My primary education was at the preparatory part of Heath Grammar School, then bitter rivals with Crossleys. In 1943 I moved to Crossleys, where the Head was ‘Egg’ Bolton. I was put in Spartans house, the other houses being Trojans, Vikings and Paladins, names chosen by the previous Head, Mr Newport, who had been a classicist. My main interest at school was in the Scout group, led by ‘Jerry’ Margerison, with its base in the cellars. A small group of us – John Hollin, Neville Sykes, Len Shackleton and Douglas Kemp are names I remember – were very active. As well as the summer camps at Appletreewick, we would go trekking, climbing and caving in the Dales. We also climbed nearer home, on the ‘Rocks’ where we pioneered climbs that are in the Yorkshire Gritstone guidebook under ‘Woodhouse Scar’. We climbed even nearer home, on all the turrets of the school but never managed the clock tower! At that time the boys’ and girls’ schools were quite separate, with Miss Richardson being Head of the girls. There were the occasional joint classes in certain subjects but fraternising was discouraged – not very successfully!

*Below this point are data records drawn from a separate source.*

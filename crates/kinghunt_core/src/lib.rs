//! KingHunt core: board state, pieces, moves, and the player seam.
//!
//! The board is the single shared mutable resource of a game. Moves record
//! their victim so they can be executed and undone in place, which is what
//! the minimax player relies on to search without ever copying the board.

pub mod board;
pub mod error;
pub mod location;
pub mod movegen;
pub mod moves;
pub mod types;

pub use board::Board;
pub use error::BoardError;
pub use location::{Direction, Location};
pub use movegen::{all_moves, destinations};
pub use moves::Move;
pub use types::{Color, Piece, PieceId, PieceKind};

/// Trait implemented by every move-selection strategy.
///
/// The game loop hands the shared board to exactly one player at a time.
/// A player may mutate the board while deciding (the minimax player does,
/// searching by execute/undo) but must hand it back in the state it was
/// received. `Ok(None)` means the player has no move to offer.
pub trait Player {
    /// Display name for turn announcements.
    fn name(&self) -> &str;

    /// The color this player moves for.
    fn color(&self) -> Color;

    /// Chooses the next move. The returned move has not been executed.
    fn next_move(&mut self, board: &mut Board) -> Result<Option<Move>, BoardError>;
}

In 1949 my father retired and we moved to Carlisle. Two years at Carlisle Grammar School was followed by four years at Pembroke College, Oxford reading medicine. At Oxford I resumed my friendship with John Hollin and we went climbing in the Alps and on two expeditions to the Arctic together. From Oxford I moved to London, to complete my medical training, then to Cambridge, where I met Margaret – my future wife. This was followed by three years working at the hospital in Hobart, Tasmania. One of the reasons for going to Australia had been the idea of driving back to the UK and this we did in 1963, in a specially prepared Land Rover, first driving all round Australia, then a boat to Singapore, another boat to Calcutta, then road all the way to the UK. It took nine months, a great adventure.
Back home I needed a job, so went into General Practice in Penrith. I found I wasn’t temperamentally suited to being a GP, so went back to Oxford to train in Anaesthesia and came to Lancaster as a Consultant in 1972. This turned out to be very satisfying work and a good place to raise our family of four children, now all with children of their own, giving us nine grandchildren.
I kept in touch with John Hollin until he died last year and Eric Pratt has given me some information on my contemporaries. I would like to resume contact with Crossleys and would welcome news from anyone who knew me and perhaps meet some at this year’s reunion.